• _What is expected_: Among the entries below, count each line holding the word "const". Write only the number.

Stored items
== Segment start ==

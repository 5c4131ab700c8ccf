//! Google Gemini generateContent 适配器。
//!
//! Google Gemini generateContent adapter. Key differences:
//!
//! - `contents`/`parts` instead of `messages`/`content`; the assistant
//!   role is called `model`; the system prompt is `systemInstruction`.
//! - Generation parameters live under `generationConfig`.
//! - Tool calls are `functionCall` parts with already-parsed args; tool
//!   results are `functionResponse` parts that must repeat the original
//!   function *name*, so the adapter rebuilds an id-to-name map from the
//!   earlier messages of the same request.
//! - The vendor returns function calls without ids; this adapter mints
//!   `call_<nanos>` ids so the pairing contract holds downstream.
//! - Endpoint shape: the API key rides as a `?key=` query parameter with
//!   no auth header, unless the base URL points at the known REST proxy,
//!   which wants a `v1beta` path prefix and a Bearer header instead.

use std::collections::HashMap;
use std::time::{SystemTime, UNIX_EPOCH};

use chrono::Utc;
use serde::{Deserialize, Serialize};
use serde_json::Value;

use crate::types::events::StreamChunk;
use crate::types::message::{ContentPart, Message, Role};
use crate::types::request::{ChatRequest, ChatResponse, Choice, Usage};
use crate::types::tool::{FunctionCall, ToolCall};
use crate::{Error, Result};

use super::{parse_data_uri, DriverRequest, Provider, ProviderAdapter};

const PROXY_HOST: &str = "openai-proxy.org";
const DEFAULT_IMAGE_MIME_TYPE: &str = "image/jpeg";
const FALLBACK_FUNCTION_NAME: &str = "unknown_function";

// ---------------------------------------------------------------------------
// Wire types
// ---------------------------------------------------------------------------

#[derive(Debug, Serialize)]
#[serde(rename_all = "camelCase")]
struct GoogleRequest {
    contents: Vec<GoogleContent>,
    #[serde(skip_serializing_if = "Option::is_none")]
    system_instruction: Option<GoogleContent>,
    #[serde(skip_serializing_if = "Option::is_none")]
    generation_config: Option<GoogleGenerationConfig>,
    #[serde(skip_serializing_if = "Vec::is_empty")]
    tools: Vec<GoogleTool>,
}

#[derive(Debug, Serialize, Deserialize)]
struct GoogleContent {
    #[serde(default, skip_serializing_if = "Option::is_none")]
    role: Option<String>,
    #[serde(default)]
    parts: Vec<GooglePart>,
}

#[derive(Debug, Default, Serialize, Deserialize)]
#[serde(rename_all = "camelCase")]
struct GooglePart {
    #[serde(default, skip_serializing_if = "Option::is_none")]
    text: Option<String>,
    #[serde(default, skip_serializing_if = "Option::is_none")]
    inline_data: Option<GoogleInlineData>,
    #[serde(default, skip_serializing_if = "Option::is_none")]
    function_call: Option<GoogleFunctionCall>,
    #[serde(default, skip_serializing_if = "Option::is_none")]
    function_response: Option<GoogleFunctionResponse>,
}

#[derive(Debug, Serialize, Deserialize)]
#[serde(rename_all = "camelCase")]
struct GoogleInlineData {
    mime_type: String,
    data: String,
}

#[derive(Debug, Serialize, Deserialize)]
struct GoogleFunctionCall {
    name: String,
    #[serde(default)]
    args: Value,
}

#[derive(Debug, Serialize, Deserialize)]
struct GoogleFunctionResponse {
    name: String,
    #[serde(default, skip_serializing_if = "Option::is_none")]
    response: Option<Value>,
}

#[derive(Debug, Serialize)]
#[serde(rename_all = "camelCase")]
struct GoogleGenerationConfig {
    #[serde(skip_serializing_if = "Option::is_none")]
    temperature: Option<f64>,
    #[serde(skip_serializing_if = "Option::is_none")]
    max_output_tokens: Option<u32>,
}

#[derive(Debug, Serialize)]
#[serde(rename_all = "camelCase")]
struct GoogleTool {
    function_declarations: Vec<GoogleFunctionDeclaration>,
}

#[derive(Debug, Serialize)]
struct GoogleFunctionDeclaration {
    name: String,
    description: String,
    parameters: Value,
}

#[derive(Debug, Deserialize)]
#[serde(rename_all = "camelCase")]
struct GoogleResponse {
    #[serde(default)]
    candidates: Vec<GoogleCandidate>,
    #[serde(default)]
    usage_metadata: Option<GoogleUsageMetadata>,
}

#[derive(Debug, Deserialize)]
#[serde(rename_all = "camelCase")]
struct GoogleCandidate {
    content: GoogleContent,
    #[serde(default)]
    finish_reason: Option<String>,
    #[serde(default)]
    index: u32,
}

#[derive(Debug, Deserialize)]
#[serde(rename_all = "camelCase")]
struct GoogleUsageMetadata {
    #[serde(default)]
    prompt_token_count: u64,
    #[serde(default)]
    candidates_token_count: u64,
    #[serde(default)]
    total_token_count: u64,
}

// ---------------------------------------------------------------------------
// Adapter
// ---------------------------------------------------------------------------

pub struct GoogleAdapter {
    api_key: String,
    base_url: String,
    model: String,
}

impl GoogleAdapter {
    pub fn new(api_key: impl Into<String>, base_url: Option<String>, model: Option<String>) -> Self {
        Self {
            api_key: api_key.into(),
            base_url: base_url.unwrap_or_else(|| Provider::Google.default_base_url().to_string()),
            model: model.unwrap_or_else(|| Provider::Google.default_model().to_string()),
        }
    }

    fn is_proxy_host(&self) -> bool {
        self.base_url.contains(PROXY_HOST)
    }

    /// Official shape is the default; only the known proxy host gets the
    /// `v1beta` REST path and a Bearer header.
    fn endpoint(&self, model: &str, stream: bool) -> (String, HashMap<String, String>) {
        let method = if stream {
            "streamGenerateContent"
        } else {
            "generateContent"
        };
        if self.is_proxy_host() {
            (
                format!("{}/v1beta/models/{}:{}", self.base_url, model, method),
                HashMap::from([(
                    "authorization".to_string(),
                    format!("Bearer {}", self.api_key),
                )]),
            )
        } else {
            (
                format!(
                    "{}/models/{}:{}?key={}",
                    self.base_url, model, method, self.api_key
                ),
                HashMap::new(),
            )
        }
    }

    fn convert_message(msg: &Message, call_names: &HashMap<String, String>) -> Option<GoogleContent> {
        if msg.role == Role::System {
            return None;
        }
        let role = match msg.role {
            Role::Assistant => "model",
            _ => "user",
        };

        let mut parts: Vec<GooglePart> = Vec::new();
        let mut has_tool_call_part = false;

        for part in &msg.content {
            match part {
                ContentPart::Text { text } => parts.push(GooglePart {
                    text: Some(text.clone()),
                    ..Default::default()
                }),
                ContentPart::ImageUrl { image_url } => {
                    if let Some((mime_type, data)) = parse_data_uri(&image_url.url) {
                        parts.push(GooglePart {
                            inline_data: Some(GoogleInlineData {
                                mime_type: mime_type.to_string(),
                                data: data.to_string(),
                            }),
                            ..Default::default()
                        });
                    }
                }
                ContentPart::ImageBase64 { image_url } => parts.push(GooglePart {
                    inline_data: Some(GoogleInlineData {
                        mime_type: DEFAULT_IMAGE_MIME_TYPE.to_string(),
                        data: image_url.url.clone(),
                    }),
                    ..Default::default()
                }),
                ContentPart::ToolCall { tool_call } => {
                    has_tool_call_part = true;
                    parts.push(function_call_part(tool_call));
                }
                ContentPart::ToolResult { tool_id, text } => {
                    let name = call_names
                        .get(tool_id)
                        .cloned()
                        .unwrap_or_else(|| FALLBACK_FUNCTION_NAME.to_string());
                    let response = if text.is_empty() {
                        None
                    } else {
                        Some(serde_json::json!({ "result": text }))
                    };
                    parts.push(GooglePart {
                        function_response: Some(GoogleFunctionResponse { name, response }),
                        ..Default::default()
                    });
                }
            }
        }

        if !has_tool_call_part {
            for tc in &msg.tool_calls {
                parts.push(function_call_part(tc));
            }
        }

        Some(GoogleContent {
            role: Some(role.to_string()),
            parts,
        })
    }
}

fn function_call_part(tc: &ToolCall) -> GooglePart {
    let args: Value = serde_json::from_str(tc.function.arguments_json())
        .unwrap_or_else(|_| Value::Object(Default::default()));
    GooglePart {
        function_call: Some(GoogleFunctionCall {
            name: tc.function.name.clone(),
            args,
        }),
        ..Default::default()
    }
}

/// Mint a tool-call id for a vendor that does not supply one.
fn mint_call_id() -> String {
    let nanos = SystemTime::now()
        .duration_since(UNIX_EPOCH)
        .map(|d| d.as_nanos())
        .unwrap_or(0);
    format!("call_{}", nanos)
}

impl ProviderAdapter for GoogleAdapter {
    fn provider(&self) -> Provider {
        Provider::Google
    }

    fn build_request(&self, req: &ChatRequest) -> Result<DriverRequest> {
        let model = req
            .model
            .clone()
            .filter(|m| !m.is_empty())
            .unwrap_or_else(|| self.model.clone());

        // functionResponse parts need the original function name; collect
        // the id-to-name pairs from every message before converting any.
        let mut call_names: HashMap<String, String> = HashMap::new();
        for msg in &req.messages {
            for tc in &msg.tool_calls {
                call_names.insert(tc.id.clone(), tc.function.name.clone());
            }
        }

        let generation_config = if req.temperature.is_some() || req.max_tokens.is_some() {
            Some(GoogleGenerationConfig {
                temperature: req.temperature,
                max_output_tokens: req.max_tokens,
            })
        } else {
            None
        };

        let body = GoogleRequest {
            contents: req
                .messages
                .iter()
                .filter_map(|m| GoogleAdapter::convert_message(m, &call_names))
                .collect(),
            system_instruction: req
                .system_prompt
                .as_deref()
                .filter(|s| !s.is_empty())
                .map(|s| GoogleContent {
                    role: Some("system".to_string()),
                    parts: vec![GooglePart {
                        text: Some(s.to_string()),
                        ..Default::default()
                    }],
                }),
            generation_config,
            tools: req
                .tools
                .as_ref()
                .filter(|t| !t.is_empty())
                .map(|tools| {
                    vec![GoogleTool {
                        function_declarations: tools
                            .iter()
                            .map(|t| GoogleFunctionDeclaration {
                                name: t.function.name.clone(),
                                description: t.function.description.clone(),
                                parameters: t.function.parameters.clone(),
                            })
                            .collect(),
                    }]
                })
                .unwrap_or_default(),
        };

        let (url, headers) = self.endpoint(&model, req.stream);
        Ok(DriverRequest {
            url,
            headers,
            body: serde_json::to_value(&body)?,
        })
    }

    fn parse_response(&self, body: &Value) -> Result<ChatResponse> {
        let resp: GoogleResponse = serde_json::from_value(body.clone())?;

        let mut choices = Vec::with_capacity(resp.candidates.len());
        for candidate in resp.candidates {
            let mut parts: Vec<ContentPart> = Vec::new();
            let mut calls: Vec<ToolCall> = Vec::new();
            for part in candidate.content.parts {
                if let Some(text) = part.text {
                    if !text.is_empty() {
                        parts.push(ContentPart::text(text));
                    }
                }
                if let Some(fc) = part.function_call {
                    let call = ToolCall {
                        id: mint_call_id(),
                        kind: "function".to_string(),
                        function: FunctionCall::from_value(fc.name, &fc.args)?,
                    };
                    parts.push(ContentPart::tool_call(call.clone()));
                    calls.push(call);
                }
            }
            choices.push(Choice {
                index: candidate.index,
                message: Message::new(Role::Assistant, parts).with_tool_calls(calls),
                finish_reason: candidate.finish_reason.unwrap_or_default(),
            });
        }

        let usage = resp
            .usage_metadata
            .map(|u| Usage {
                prompt_tokens: u.prompt_token_count,
                completion_tokens: u.candidates_token_count,
                total_tokens: u.total_token_count,
            })
            .unwrap_or_default();

        Ok(ChatResponse {
            id: format!("google-{}", Utc::now().timestamp()),
            object: "chat.completion".to_string(),
            created: Utc::now(),
            model: "gemini".to_string(),
            choices,
            usage,
        })
    }

    fn parse_stream_line(&self, data: &str) -> Result<Option<StreamChunk>> {
        if data.trim().is_empty() {
            return Ok(None);
        }
        // Each streamed chunk is a full generateContent response.
        let v: Value = serde_json::from_str(data)
            .map_err(|e| Error::validation(format!("unparseable stream payload: {e}")))?;

        if let Some(text) = v
            .pointer("/candidates/0/content/parts/0/text")
            .and_then(|t| t.as_str())
        {
            if !text.is_empty() {
                return Ok(Some(StreamChunk::ContentDelta {
                    content: text.to_string(),
                }));
            }
        }

        if let Some(reason) = v
            .pointer("/candidates/0/finishReason")
            .and_then(|r| r.as_str())
        {
            return Ok(Some(StreamChunk::Done {
                finish_reason: Some(reason.to_string()),
            }));
        }

        Ok(None)
    }

    fn is_stream_done(&self, _data: &str) -> bool {
        // The stream ends when the connection closes.
        false
    }
}
/// Walk a JSON-Schema object's `properties` (in sorted name order, so
/// registration is deterministic) cross-referencing `required`.
fn parse_schema_params(schema: Option<&Value>) -> Vec<McpParamInfo> {
    let Some(schema) = schema else {
        return Vec::new();
    };
    let Some(properties) = schema.get("properties").and_then(|p| p.as_object()) else {
        return Vec::new();
    };

    let required: Vec<&str> = schema
        .get("required")
        .and_then(|r| r.as_array())
        .map(|items| items.iter().filter_map(|v| v.as_str()).collect())
        .unwrap_or_default();

    let mut names: Vec<&String> = properties.keys().collect();
    names.sort();

    names
        .into_iter()
        .filter_map(|name| {
            let prop = properties.get(name)?.as_object()?;
            let kind = prop
                .get("type")
                .and_then(|t| t.as_str())
                .map(kind_from_schema_type)
                .unwrap_or(ParamKind::String);
            let description = prop
                .get("description")
                .and_then(|d| d.as_str())
                .unwrap_or(name)
                .to_string();
            Some(McpParamInfo {
                name: name.clone(),
                kind,
                description,
                required: required.contains(&name.as_str()),
            })
        })
        .collect()
}

/// Build the advertised definition from all parameters, with `required`
/// listing only the schema-required ones.
fn build_tool_definition(name: &str, description: &str, params: &[McpParamInfo]) -> ToolDefinition {
    let mut properties = Map::new();
    let mut required: Vec<String> = Vec::new();
    for param in params {
        properties.insert(
            param.name.clone(),
            param.kind.schema_property(&param.description),
        );
        if param.required {
            required.push(param.name.clone());
        }
    }
    ToolDefinition::function(
        name,
        description,
        serde_json::json!({
            "type": "object",
            "properties": properties,
            "required": required,
        }),
    )
}

#[cfg(test)]
mod tests {
    use super::*;
    use crate::registry::FunctionRegistry;

    fn pool() -> McpPool {
        McpPool::new(Arc::new(FunctionRegistry::new()))
    }

    #[tokio::test]
    async fn test_tcp_transport_not_implemented() {
        let config = McpServerConfig {
            name: "db".to_string(),
            command: Vec::new(),
            args: Vec::new(),
            address: Some("localhost:9000".to_string()),
            transport: "tcp".to_string(),
            env: HashMap::new(),
        };
        let err = pool().add_server(&config).await.unwrap_err();
        assert!(err.to_string().contains("not implemented"));
    }

    #[tokio::test]
    async fn test_unknown_transport_rejected() {
        let config = McpServerConfig {
            name: "x".to_string(),
            command: vec!["x".to_string()],
            args: Vec::new(),
            address: None,
            transport: "pigeon".to_string(),
            env: HashMap::new(),
        };
        assert!(pool().add_server(&config).await.is_err());
    }

    #[tokio::test]
    async fn test_stdio_requires_command() {
        let config = McpServerConfig {
            name: "x".to_string(),
            command: Vec::new(),
            args: Vec::new(),
            address: None,
            transport: "stdio".to_string(),
            env: HashMap::new(),
        };
        assert!(pool().add_server(&config).await.is_err());
    }

    #[tokio::test]
    async fn test_remove_unknown_server() {
        assert!(pool().remove_server("ghost").await.is_err());
    }

    #[test]
    fn test_schema_params_sorted_and_required() {
        let schema = serde_json::json!({
            "type": "object",
            "properties": {
                "zeta": {"type": "integer", "description": "z"},
                "alpha": {"type": "string"},
                "mid": {"type": "boolean", "description": "m"}
            },
            "required": ["zeta"]
        });
        let params = parse_schema_params(Some(&schema));
        let names: Vec<&str> = params.iter().map(|p| p.name.as_str()).collect();
        assert_eq!(names, vec!["alpha", "mid", "zeta"]);
        assert!(params[2].required);
        assert!(!params[0].required);
        // A missing description falls back to the parameter name.
        assert_eq!(params[0].description, "alpha");
        assert_eq!(params[2].kind, ParamKind::Integer);
    }

    #[test]
    fn test_tool_definition_keeps_optional_params_in_schema() {
        let schema = serde_json::json!({
            "type": "object",
            "properties": {
                "path": {"type": "string", "description": "file path"},
                "limit": {"type": "integer", "description": "max entries"}
            },
            "required": ["path"]
        });
        let params = parse_schema_params(Some(&schema));
        let def = build_tool_definition("mcp_files_read", "Read a file", &params);
        let schema = &def.function.parameters;
        assert!(schema["properties"].get("limit").is_some());
        assert_eq!(schema["required"].as_array().unwrap().len(), 1);
        assert_eq!(schema["required"][0], "path");
        assert_eq!(def.function.name, "mcp_files_read");
    }

    #[test]
    fn test_empty_schema_yields_no_params() {
        assert!(parse_schema_params(None).is_empty());
        let schema = serde_json::json!({"type": "object"});
        assert!(parse_schema_params(Some(&schema)).is_empty());
    }
}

== Segment end ==

• _Result_: 3